Lac souterrain, chauves-souris et stalagmite champignon

C’est fin 2015 que les choses prennent une tournure décisive lorsque l’existence d’une grotte magnifique est portée à ma connaissance. Elle fut baptisée promptement : Ali Baba Cave. Sous le couvert de la forêt, un chemin sablonneux conduit à une ouverture en forme de lentille dans le plateau calcaire. Une pénétration accroupie sous une voûte basse est de rigueur, suivie d’une pente glissante dans le noir, avec des cailloux épars. S’ouvre alors une chambre fascinante, avec stalactites, stalagmites et colonnes. À 15 ou 20 mètres de profondeur, un lac souterrain se matérialise comme par magie, avec des piliers dantesques. Crypte d’envergure, où l’air est à peine respirable. Chaude et humide a fortiori, une véritable étuve où l’on transpire vite à grosses gouttes. Les chauves-souris volettent dans l’obscurité et les cafards fourmillent sur le fond de guano. L’équipement vérifié, je confie la lampe frontale au guide Mikea. « Attends-moi là ! », lançai-je, en me glissant dans l’eau. Des poissons aveugles endémiques, Typhleotris pauliani, survivent de guano sur les premiers 5 à 7 mètres de profondeur, puis la vie est notoirement absente. Limpide, l’eau a une température de 28 °C. Au bout du lac, le fond s’estompe brusquement dans un dédale de passages entre stalactites et piliers de couleur brune, sur un arrière-plan vert pastel. À 23 mètres de profondeur, une restriction se dévoile, où je dois me faufiler sans me coincer, ce qui arrivera au retour. Plus je m’éloigne, plus je suis abasourdi par la beauté de la grotte. Pourtant, avec une seule bouteille, force est d’être conscient de ses limites, a fortiori en solo. L’aventure ne touche pas à sa fin, car le suspense est juste reporté à plus tard.

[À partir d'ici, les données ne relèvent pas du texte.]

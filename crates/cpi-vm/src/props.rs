//! VM cloud properties
//!
//! The director passes arbitrary JSON per VM. Everything the engine accepts
//! in a host configuration is accepted here under the engine's own field
//! names (`Memory`, `Binds`, `Mounts`, ...), alongside a few CPI-level keys.

use bollard::models::{HostConfig, MountTypeEnum};
use serde::{Deserialize, Serialize};
use serde_json::Value;

use crate::engine::Platform;
use crate::error::{CpiError, Result};
use crate::init_system::InitSystem;

const UNIX_SOCKET_SCHEME: &str = "unix://";

/// Decoded VM cloud properties
#[derive(Debug, Clone, Default, PartialEq, Serialize, Deserialize)]
pub struct VmProps {
    /// Ports to expose, e.g. `6868/tcp`
    #[serde(rename = "ports", default)]
    pub exposed_ports: Vec<String>,

    #[serde(flatten)]
    pub host_config: HostConfig,

    #[serde(default, skip_serializing_if = "Option::is_none")]
    pub os: Option<String>,

    #[serde(default, skip_serializing_if = "Option::is_none")]
    pub architecture: Option<String>,

    /// Forces the init style instead of probing the image
    #[serde(default, skip_serializing_if = "Option::is_none")]
    pub init_system: Option<InitSystem>,

    /// Run the container in a private cgroup namespace
    #[serde(default)]
    pub private_cgroupns: bool,
}

impl VmProps {
    /// Decode properties; `null` yields the defaults.
    pub fn decode(value: &Value) -> Result<Self> {
        if value.is_null() {
            return Ok(Self::default());
        }
        serde_json::from_value(value.clone()).map_err(|e| CpiError::InvalidProperties(e.to_string()))
    }

    pub fn platform(&self) -> Platform {
        let default = Platform::default();
        Platform {
            os: self.os.clone().filter(|os| !os.is_empty()).unwrap_or(default.os),
            architecture: self
                .architecture
                .clone()
                .filter(|arch| !arch.is_empty())
                .unwrap_or(default.architecture),
        }
    }

    /// Strip the `unix://` scheme from bind sources and reject relative
    /// bind-mount sources.
    pub fn clean_mounts(&mut self) -> Result<()> {
        if let Some(mounts) = self.host_config.mounts.as_mut() {
            for mount in mounts.iter_mut() {
                if mount.typ != Some(MountTypeEnum::BIND) {
                    continue;
                }
                let source = mount.source.get_or_insert_with(String::new);
                if let Some(stripped) = source.strip_prefix(UNIX_SOCKET_SCHEME) {
                    *source = stripped.to_string();
                }
                if !source.starts_with('/') {
                    return Err(CpiError::Validation(format!(
                        "Bind mount source '{source}' must be an absolute path"
                    )));
                }
            }
        }

        if let Some(binds) = self.host_config.binds.as_mut() {
            for bind in binds.iter_mut() {
                if let Some(stripped) = bind.strip_prefix(UNIX_SOCKET_SCHEME) {
                    *bind = stripped.to_string();
                }
            }
        }
        Ok(())
    }
}
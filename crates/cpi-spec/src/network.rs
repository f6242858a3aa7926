//! Director network descriptions

use ipnet::IpNet;
use serde::{Deserialize, Serialize};
use serde_json::{Map, Value};
use std::collections::BTreeMap;
use std::net::IpAddr;

use crate::error::{Result, SpecError};

/// Networks keyed by the director's network name
pub type Networks = BTreeMap<String, Network>;

/// One network as described by the director
#[derive(Debug, Clone, Default, PartialEq, Serialize, Deserialize)]
pub struct Network {
    #[serde(rename = "type", default, skip_serializing_if = "Option::is_none")]
    pub kind: Option<String>,

    #[serde(default, skip_serializing_if = "String::is_empty")]
    pub ip: String,

    #[serde(default, skip_serializing_if = "String::is_empty")]
    pub netmask: String,

    #[serde(default, skip_serializing_if = "String::is_empty")]
    pub gateway: String,

    #[serde(default, skip_serializing_if = "Vec::is_empty")]
    pub dns: Vec<String>,

    #[serde(default, skip_serializing_if = "Vec::is_empty")]
    pub default: Vec<String>,

    #[serde(default, skip_serializing_if = "Option::is_none")]
    pub mac: Option<String>,

    #[serde(default)]
    pub preconfigured: bool,

    #[serde(default, skip_serializing_if = "Map::is_empty")]
    pub cloud_properties: Map<String, Value>,
}

impl Network {
    /// A network without a netmask gets its address from the engine.
    pub fn is_dynamic(&self) -> bool {
        self.netmask.is_empty()
    }

    pub fn is_ipv6(&self) -> bool {
        self.ip
            .parse::<IpAddr>()
            .map(|addr| addr.is_ipv6())
            .unwrap_or(false)
    }

    pub fn address(&self, name: &str) -> Result<IpAddr> {
        self.ip.parse().map_err(|_| SpecError::InvalidNetwork {
            network: name.to_string(),
            reason: format!("'{}' is not an IP address", self.ip),
        })
    }

    /// Subnet derived from `ip` and `netmask`.
    ///
    /// The netmask may be dotted (`255.255.255.0`, `ffff:ffff::`) or a bare
    /// prefix length (`24`).
    pub fn subnet(&self, name: &str) -> Result<IpNet> {
        let addr = self.address(name)?;
        let invalid = |reason: String| SpecError::InvalidNetwork {
            network: name.to_string(),
            reason,
        };

        let prefix = match self.netmask.parse::<u8>() {
            Ok(prefix) => prefix,
            Err(_) => {
                let mask: IpAddr = self
                    .netmask
                    .parse()
                    .map_err(|_| invalid(format!("'{}' is not a netmask", self.netmask)))?;
                let prefix = match (addr, mask) {
                    (IpAddr::V4(_), IpAddr::V4(mask)) => ipnet::ipv4_mask_to_prefix(mask),
                    (IpAddr::V6(_), IpAddr::V6(mask)) => ipnet::ipv6_mask_to_prefix(mask),
                    _ => {
                        return Err(invalid(format!(
                            "address '{}' and netmask '{}' differ in family",
                            self.ip, self.netmask
                        )))
                    }
                };
                prefix.map_err(|_| invalid(format!("'{}' is not contiguous", self.netmask)))?
            }
        };

        IpNet::new(addr, prefix)
            .map(|net| net.trunc())
            .map_err(|_| invalid(format!("prefix length {prefix} out of range")))
    }

    /// Driver-level properties from `cloud_properties`.
    pub fn net_props(&self, name: &str) -> Result<NetProps> {
        serde_json::from_value(Value::Object(self.cloud_properties.clone())).map_err(|source| {
            SpecError::NetworkProperties {
                network: name.to_string(),
                source,
            }
        })
    }
}

/// Engine-side properties of a director network
#[derive(Debug, Clone, PartialEq, Eq, Serialize, Deserialize)]
pub struct NetProps {
    /// Engine network name; empty means "derive one"
    #[serde(default, alias = "Name")]
    pub name: String,

    #[serde(default = "default_driver", alias = "Driver")]
    pub driver: String,

    /// Dynamic networks carry no subnet, so IPv6 intent is explicit here
    #[serde(default)]
    pub enable_ipv6: bool,
}

fn default_driver() -> String {
    "bridge".to_string()
}

impl Default for NetProps {
    fn default() -> Self {
        Self {
            name: String::new(),
            driver: default_driver(),
            enable_ipv6: false,
        }
    }
}
//! Creating and finding VMs

use bollard::models::{ContainerCreateBody, EndpointSettings, HostConfig, HostConfigCgroupnsModeEnum};
use cpi_spec::{paths, AgentEnv, AgentId, AgentOptions, DiskHint, DiskId, Networks, StemcellId, VmId};
use serde_json::{Map, Value};
use std::collections::BTreeMap;
use std::sync::Arc;
use std::time::Duration;
use tracing::instrument;

use crate::config::CpiConfig;
use crate::container::{Container, Vm, NODE_CONSTRAINT_PREFIX};
use crate::disk::VOLUME_DRIVER;
use crate::engine::{ContainerSpec, Engine};
use crate::error::{CpiError, Phase, Result};
use crate::files::FileService;
use crate::init_system::InitSystem;
use crate::locator::VolumeLocator;
use crate::network::{split_endpoints, NetworkManager};
use crate::props::VmProps;
use crate::resources::ResourceValidator;

/// Asks a clustered engine to move the container when its node fails
pub const RESCHEDULE_MARKER: &str = "reschedule:on-node-failure";

/// Required for nested process supervision
pub const UNCONFINED_SECCOMP: &str = "seccomp=unconfined";

/// Grace period when stopping a container that failed to come up
const CLEANUP_STOP_GRACE: Duration = Duration::from_secs(5);
const CLEANUP_REMOVE_ATTEMPTS: u32 = 3;
const CLEANUP_RETRY_DELAY: Duration = Duration::from_secs(1);

/// Whether `bind` mounts onto the ephemeral scratch path.
fn targets_scratch(bind: &str) -> bool {
    let scratch = paths::EPHEMERAL_MOUNT.trim_end_matches('/');
    bind.split(':')
        .nth(1)
        .is_some_and(|dest| dest.trim_end_matches('/') == scratch)
}

/// Host configuration for a new VM: caller settings plus the privileges and
/// binds every VM needs.
fn vm_host_config(props: &VmProps, id: &VmId) -> HostConfig {
    let mut host = props.host_config.clone();
    host.privileged = Some(true);
    host.publish_all_ports = Some(true);

    let security_opt = host.security_opt.get_or_insert_with(Vec::new);
    if !security_opt.iter().any(|opt| opt == UNCONFINED_SECCOMP) {
        security_opt.push(UNCONFINED_SECCOMP.to_string());
    }

    if props.private_cgroupns {
        host.cgroupns_mode = Some(HostConfigCgroupnsModeEnum::PRIVATE);
    }

    let binds = host.binds.get_or_insert_with(Vec::new);
    binds.retain(|bind| {
        let keep = !targets_scratch(bind);
        if !keep {
            tracing::warn!(bind = %bind, "dropping bind over the ephemeral disk path");
        }
        keep
    });
    binds.push(format!("{}:{}", id.ephemeral_disk_id(), paths::EPHEMERAL_MOUNT));
    host
}

/// Builds [`Container`]s
pub struct VmFactory {
    engine: Arc<dyn Engine>,
    agent: AgentOptions,
    start_with_systemd: bool,
    networks: NetworkManager,
    locator: VolumeLocator,
}

impl std::fmt::Debug for VmFactory {
    fn fmt(&self, f: &mut std::fmt::Formatter<'_>) -> std::fmt::Result {
        f.debug_struct("VmFactory")
            .field("start_with_systemd", &self.start_with_systemd)
            .finish_non_exhaustive()
    }
}

impl VmFactory {
    pub fn new(engine: Arc<dyn Engine>, config: &CpiConfig) -> Self {
        Self {
            networks: NetworkManager::new(engine.clone()),
            locator: VolumeLocator::new(engine.clone()),
            agent: config.actions.agent.clone(),
            start_with_systemd: config.start_containers_with_systemd,
            engine,
        }
    }

    /// Handle for an existing VM; existence is not checked.
    pub fn find(&self, id: VmId) -> Container {
        Container::new(id, self.engine.clone())
    }

    /// Create and start a VM from `stemcell`.
    ///
    /// Validation failures leave no engine objects behind. Once the
    /// ephemeral volume exists, any failure removes the half-built VM before
    /// the error is returned.
    #[instrument(
        skip(self, cloud_props, networks, disk_ids, env),
        fields(otel.name = "vm.create", agent = %agent_id, stemcell = %stemcell, vm = tracing::field::Empty)
    )]
    pub async fn create(
        &self,
        agent_id: AgentId,
        stemcell: &StemcellId,
        cloud_props: &Value,
        mut networks: Networks,
        disk_ids: &[DiskId],
        env: Map<String, Value>,
    ) -> Result<Container> {
        let mut props = VmProps::decode(cloud_props)?;
        props.clean_mounts()?;
        ResourceValidator::for_engine(&self.engine)
            .await
            .validate(&mut props)?;

        let platform = props.platform();
        let init = match props.init_system {
            Some(init) => init,
            None if self.start_with_systemd => InitSystem::Systemd,
            None => InitSystem::detect(&self.engine, stemcell.as_str(), &platform).await,
        };

        let setup = self.networks.enable(&mut networks).await?;

        let id = VmId::generate();
        tracing::Span::current().record("vm", tracing::field::display(&id));

        let mut env_markers = vec![RESCHEDULE_MARKER.to_string()];
        if let Some(disk) = disk_ids.first() {
            if let Some(node) = self.locator.locate(disk).await?.node() {
                env_markers.push(format!("{NODE_CONSTRAINT_PREFIX}{node}"));
            }
        }

        let split = split_endpoints(setup.endpoints);
        let mut spec = ContainerSpec {
            config: ContainerCreateBody {
                image: Some(stemcell.to_string()),
                env: Some(env_markers),
                exposed_ports: if props.exposed_ports.is_empty() {
                    None
                } else {
                    Some(props.exposed_ports.clone())
                },
                entrypoint: init.entrypoint(),
                cmd: init.command(&setup.init_script),
                host_config: Some(vm_host_config(&props, &id)),
                ..Default::default()
            },
            endpoints: split.primary,
            platform,
            node: None,
        };
        spec.record_platform();

        let ephemeral = id.ephemeral_disk_id();
        self.engine
            .create_volume(ephemeral.as_str(), VOLUME_DRIVER)
            .await
            .map_err(CpiError::engine(Phase::CreateEphemeralVolume))?;

        let mut agent_env = AgentEnv::for_vm(agent_id, &id, networks, env, &self.agent);
        agent_env.attach_system_disk(DiskHint::empty());

        let container = self.find(id.clone());
        if let Err(e) = self
            .launch(&container, &spec, &split.additional, init, &agent_env)
            .await
        {
            tracing::error!(error = %e, "VM creation failed, cleaning up");
            self.clean_up(&id).await;
            return Err(e);
        }

        tracing::info!(%init, "created VM");
        Ok(container)
    }

    async fn launch(
        &self,
        container: &Container,
        spec: &ContainerSpec,
        additional: &BTreeMap<String, EndpointSettings>,
        init: InitSystem,
        agent_env: &AgentEnv,
    ) -> Result<()> {
        let vm = container.id();
        let id = vm.as_str();

        self.engine
            .create_container(Some(id), spec)
            .await
            .map_err(CpiError::engine(Phase::CreateContainer))?;

        for (network, endpoint) in additional {
            self.engine
                .connect_network(network, id, endpoint)
                .await
                .map_err(CpiError::engine(Phase::ConnectNetwork))?;
        }

        self.engine
            .start_container(id)
            .await
            .map_err(CpiError::engine(Phase::StartContainer))?;

        if let Some(cmd) = init.post_start() {
            let files = FileService::new(self.engine.clone(), vm.clone());
            if let Err(e) = files.exec(&cmd).await {
                tracing::warn!(vm = %vm, error = %e, "post-start command failed");
            }
        }

        container.agent_env().update(agent_env).await
    }

    /// Best-effort removal of a VM that failed to come up.
    async fn clean_up(&self, id: &VmId) {
        if let Err(e) = self.engine.stop_container(id.as_str(), CLEANUP_STOP_GRACE).await {
            tracing::debug!(vm = %id, error = %e, "stop during cleanup failed");
        }

        let mut attempt = 1;
        loop {
            match self.engine.remove_container(id.as_str(), true).await {
                Ok(()) => break,
                Err(e) if e.is_not_found() => break,
                Err(e) if attempt >= CLEANUP_REMOVE_ATTEMPTS => {
                    tracing::error!(vm = %id, error = %e, "failed to remove container during cleanup");
                    break;
                }
                Err(e) => {
                    tracing::debug!(vm = %id, attempt, error = %e, "remove during cleanup failed, retrying");
                    attempt += 1;
                    tokio::time::sleep(CLEANUP_RETRY_DELAY).await;
                }
            }
        }

        let ephemeral = id.ephemeral_disk_id();
        match self.engine.remove_volume(ephemeral.as_str(), true).await {
            Ok(()) => {}
            Err(e) if e.is_not_found() => {}
            Err(e) => {
                tracing::error!(vm = %id, volume = %ephemeral, error = %e, "failed to remove ephemeral volume during cleanup");
            }
        }
    }
}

Juin  2016. Excité à l’idée de poursuivre l’exploration, je plonge à Ali Baba par deux reprises, pousse plus loin et découvre une succession de chambres. Dans l’une d’elles, s’érige une réplique de Phallus impudicus, une stalagmite en forme de champignon columelle, devant une cascade de stalactites. Ce chef-d’œuvre de la nature me laisse bouche bée… Une pensée morbide me traverse l’esprit curieusement : si je devais mourir, je ne serais pas indifférent à une tombe comme celle-ci… l’endroit est hypnotique. Un paradis souterrain insoupçonné, loin de ce monde.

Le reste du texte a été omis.